The Münster Rebellion remains an intriguing and significant event in history. This lesser known event holds many helpful points to consider. It reminds us that good intentions alone are not sufficient. We also must recognize the importance of correct biblical interpretation. If the Anabaptists of Münster had interpreted Scripture correctly, there would have been no Münster Rebellion. We also see the dangers of misapplied eschatology. In a day where we see more and more people allowing eschatology to become the doctrine which consumes everything else, this ought to be a significant warning. Furthermore, we should be reminded that wherever sinful humans have seized power, it becomes corrupted. This is human nature and there is no avoiding that. May this small story from church history continue to stand as a warning for us.
Timeline of Events at Munster
1533: Jan Matthys, a radical Anabaptist preacher promotes the idea of establishing a New Jerusalem in Münster.
January, 1534: Matthys’s disciples enter Münster and introduce adult baptism, baptizing over 1000 adults. The followers take control of the city, expelling the current bishop, Franz von Waldeck, and establishing their own government.
1534-1535: The city of Münster undergoes radical social and religious transformations. The Anabaptists abolish private property, institute communal living, and implement a strict code of conduct based on their interpretation of Christian principles.
Early 1534: The siege of Münster begins, as Catholic and Protestant forces surround the city in an effort to regain control. The Anabaptists within the city face internal dissent and increasing hardships.
April 1534: Jan Matthys dies during a failed attempt to attack the besieging forces with just 12 men (he envisioned himself as a new Gideon). Jan van Leiden, a charismatic leader, takes control of the movement. He implements polygamy so there are no unmarried women, and crowns himself the new “King David.”

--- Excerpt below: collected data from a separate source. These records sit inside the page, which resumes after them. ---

//! Keyword rules engine for inference-free classification.
//!
//! Used whenever the classification reply is missing, unparseable, or lacks a
//! field. Each table is an ordered list of keyword rules; the first rule with
//! a keyword contained in the lower-cased description wins:
//! - type: protest, accident, fire, waterlogging, construction, crime, then
//!   a category check, then Others
//! - urgency: high, low, otherwise medium
//! - severity: 4, 3, 2, otherwise 3

use tracing::debug;

use crate::pipeline::matching::contains_any;
use crate::pipeline::types::{Classification, IncidentType, Severity, Submission, Urgency};

/// One ordered keyword rule.
#[derive(Debug, Clone)]
pub struct KeywordRule<T> {
    /// Lower-case substrings, any of which triggers the rule.
    pub keywords: &'static [&'static str],
    /// Value produced when the rule fires.
    pub outcome: T,
}

impl<T: Copy> KeywordRule<T> {
    fn evaluate(&self, text_lower: &str) -> Option<T> {
        contains_any(text_lower, self.keywords).then_some(self.outcome)
    }
}

/// Evaluate rules in order; first match wins.
fn first_match<T: Copy>(rules: &[KeywordRule<T>], text_lower: &str) -> Option<T> {
    rules.iter().find_map(|rule| rule.evaluate(text_lower))
}

/// Deterministic keyword classifier.
pub struct HeuristicClassifier {
    type_rules: Vec<KeywordRule<IncidentType>>,
    urgency_rules: Vec<KeywordRule<Urgency>>,
    severity_rules: Vec<KeywordRule<Severity>>,
}

impl Default for HeuristicClassifier {
    fn default() -> Self {
        Self::default_rules()
    }
}

impl HeuristicClassifier {
    /// The standard keyword tables.
    pub fn default_rules() -> Self {
        let type_rules = vec![
            KeywordRule {
                keywords: &[
                    "march",
                    "protest",
                    "demonstration",
                    "rally",
                    "crowd",
                    "stampede",
                    "blockade",
                    "sit-in",
                ],
                outcome: IncidentType::ProtestMarch,
            },
            KeywordRule {
                keywords: &[
                    "accident",
                    "crash",
                    "collision",
                    "hit",
                    "injury",
                    "fall",
                    "roadblock",
                    "traffic jam",
                ],
                outcome: IncidentType::Accident,
            },
            KeywordRule {
                keywords: &[
                    "fire",
                    "burn",
                    "smoke",
                    "flame",
                    "explosion",
                    "blaze",
                    "gas leak",
                    "toxic",
                ],
                outcome: IncidentType::Fire,
            },
            KeywordRule {
                keywords: &[
                    "flood",
                    "water",
                    "rain",
                    "drainage",
                    "waterlog",
                    "standing water",
                    "overflow",
                ],
                outcome: IncidentType::Waterlogging,
            },
            KeywordRule {
                keywords: &[
                    "construction",
                    "work",
                    "building",
                    "road work",
                    "repair",
                    "infrastructure",
                    "pavement",
                    "digging",
                ],
                outcome: IncidentType::ConstructionWorkInProgress,
            },
            KeywordRule {
                keywords: &[
                    "theft", "crime", "steal", "assault", "vandal", "illegal", "robbery",
                    "burglary", "attack",
                ],
                outcome: IncidentType::Crime,
            },
        ];

        let urgency_rules = vec![
            KeywordRule {
                keywords: &[
                    "emergency",
                    "urgent",
                    "critical",
                    "danger",
                    "stampede",
                    "fire",
                    "accident",
                    "injured",
                    "many injured",
                    "crowd surge",
                    "blocked",
                    "panic",
                ],
                outcome: Urgency::High,
            },
            KeywordRule {
                keywords: &[
                    "minor",
                    "small",
                    "routine",
                    "scheduled",
                    "planned",
                    "normal",
                    "no immediate danger",
                    "not serious",
                    "not urgent",
                    "not critical",
                ],
                outcome: Urgency::Low,
            },
        ];

        let severity_rules = vec![
            KeywordRule {
                keywords: &[
                    "critical",
                    "major",
                    "stampede",
                    "emergency",
                    "hundreds",
                    "thousands",
                    "massive",
                    "severe",
                    "catastrophic",
                    "disaster",
                ],
                outcome: Severity::clamped(4),
            },
            KeywordRule {
                keywords: &[
                    "serious",
                    "significant",
                    "blocked",
                    "crowd",
                    "panic",
                    "dangerous",
                    "explosion",
                    "fire",
                    "injured",
                    "injuries",
                ],
                outcome: Severity::clamped(3),
            },
            KeywordRule {
                keywords: &[
                    "minor",
                    "small",
                    "few",
                    "limited",
                    "not serious",
                    "not critical",
                    "not urgent",
                    "not dangerous",
                ],
                outcome: Severity::clamped(2),
            },
        ];

        Self {
            type_rules,
            urgency_rules,
            severity_rules,
        }
    }

    /// Incident type from the description, then the reporter's category.
    pub fn infer_type(&self, description: &str, category: &str) -> IncidentType {
        let desc = description.to_lowercase();
        if let Some(t) = first_match(&self.type_rules, &desc) {
            debug!(incident_type = %t, "Type inferred from description keywords");
            return t;
        }

        let cat = category.to_lowercase();
        if cat.contains("protest") || cat.contains("march") {
            debug!("Type inferred from reporter category");
            return IncidentType::ProtestMarch;
        }

        IncidentType::Others
    }

    /// High if any high keyword occurs, else low if any low keyword, else
    /// medium. High wins even when both sets occur.
    pub fn infer_urgency(&self, description: &str) -> Urgency {
        first_match(&self.urgency_rules, &description.to_lowercase()).unwrap_or(Urgency::Medium)
    }

    /// 4, 3 or 2 by keyword tier; 3 when nothing matches.
    pub fn infer_severity(&self, description: &str) -> Severity {
        first_match(&self.severity_rules, &description.to_lowercase())
            .unwrap_or(Severity::MODERATE)
    }

    /// All three fields at once.
    pub fn classify(&self, submission: &Submission) -> Classification {
        Classification {
            incident_type: self.infer_type(&submission.description, &submission.category),
            urgency: self.infer_urgency(&submission.description),
            severity: self.infer_severity(&submission.description),
        }
    }
}

#[cfg(test)]
mod tests {
    use super::*;
    use crate::pipeline::normalizer::normalize;

    fn engine() -> HeuristicClassifier {
        HeuristicClassifier::default_rules()
    }

    #[test]
    fn small_fire_is_fire_high_moderate() {
        let s = normalize("Fire", "Sector 5", "Small fire near a dustbin, no injuries");
        let c = engine().classify(&s);
        assert_eq!(c.incident_type, IncidentType::Fire);
        // "fire" is a high-urgency keyword and is checked before "small".
        assert_eq!(c.urgency, Urgency::High);
        assert_eq!(c.severity.level(), 3);
    }

    #[test]
    fn protest_bucket_precedes_accident() {
        let t = engine().infer_type("Crowd gathered after a car crash", "Accident");
        assert_eq!(t, IncidentType::ProtestMarch);
    }

    #[test]
    fn bucket_order_accident_before_fire() {
        let t = engine().infer_type("Collision caused smoke from the engine", "");
        assert_eq!(t, IncidentType::Accident);
    }

    #[test]
    fn water_and_construction_and_crime() {
        let e = engine();
        assert_eq!(e.infer_type("Standing water near the bus stop", ""), IncidentType::Waterlogging);
        assert_eq!(e.infer_type("Digging on the main pavement", ""), IncidentType::ConstructionWorkInProgress);
        assert_eq!(e.infer_type("Bicycle theft outside the library", ""), IncidentType::Crime);
    }

    #[test]
    fn category_fallback_for_protest() {
        let e = engine();
        assert_eq!(e.infer_type("People with banners", "Protest"), IncidentType::ProtestMarch);
        assert_eq!(e.infer_type("People with banners", "Peace March"), IncidentType::ProtestMarch);
        assert_eq!(e.infer_type("People with banners", "Fire"), IncidentType::Others);
    }

    #[test]
    fn unmatched_description_is_others_medium_moderate() {
        let s = normalize("Other", "Park", "Unusual noise reported near the park gate");
        let c = engine().classify(&s);
        assert_eq!(c.incident_type, IncidentType::Others);
        assert_eq!(c.urgency, Urgency::Medium);
        assert_eq!(c.severity, Severity::MODERATE);
    }

    #[test]
    fn urgency_high_beats_low() {
        let e = engine();
        assert_eq!(e.infer_urgency("Minor scuffle but it is urgent"), Urgency::High);
        assert_eq!(e.infer_urgency("Routine maintenance"), Urgency::Low);
        assert_eq!(e.infer_urgency("Streetlight out"), Urgency::Medium);
    }

    #[test]
    fn severity_tiers() {
        let e = engine();
        assert_eq!(e.infer_severity("Massive traffic pileup").level(), 4);
        assert_eq!(e.infer_severity("Lane blocked").level(), 3);
        assert_eq!(e.infer_severity("A few potholes").level(), 2);
        assert_eq!(e.infer_severity("Streetlight out").level(), 3);
    }

    #[test]
    fn empty_submission_still_classifies() {
        let s = normalize("", "", "");
        let c = engine().classify(&s);
        assert_eq!(c.incident_type, IncidentType::Others);
        assert_eq!(c.urgency, Urgency::Medium);
        assert_eq!(c.severity, Severity::MODERATE);
    }

    #[test]
    fn same_input_gives_same_classification() {
        let cases = [
            ("Fire", "Small fire near a dustbin, no injuries"),
            ("Accident", "Two cars collided on the flyover"),
            ("Protest", "Crowd gathered near the collector's office"),
            ("Other", "Knee deep water outside the school"),
            ("", ""),
            ("Crime", "Chain snatching reported, suspect fled"),
        ];
        for (category, description) in cases {
            let first = engine().classify(&normalize(category, "Ward 7", description));
            let second = engine().classify(&normalize(category, "Ward 7", description));
            assert_eq!(first, second, "{category}: {description}");
            assert_eq!(
                engine().infer_type(description, category),
                first.incident_type,
                "{category}: {description}"
            );
        }
    }
}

1535: Despite the siege, the Anabaptists continue to resist. They believe in the imminent return of Jesus and reject surrender even in the face of starvation and disease.
June 24, 1535: The besieging forces breach the city’s defenses and capture Jan van Leiden and other Anabaptist leaders.
January, 1536: Jan van Leiden, Bernhard Knipperdolling, and one more leader are publicly executed in Münster. Their bodies are displayed in iron cages as a warning to others.
The aftermath of the rebellion sees a period of harsh repression against Anabaptists in the region.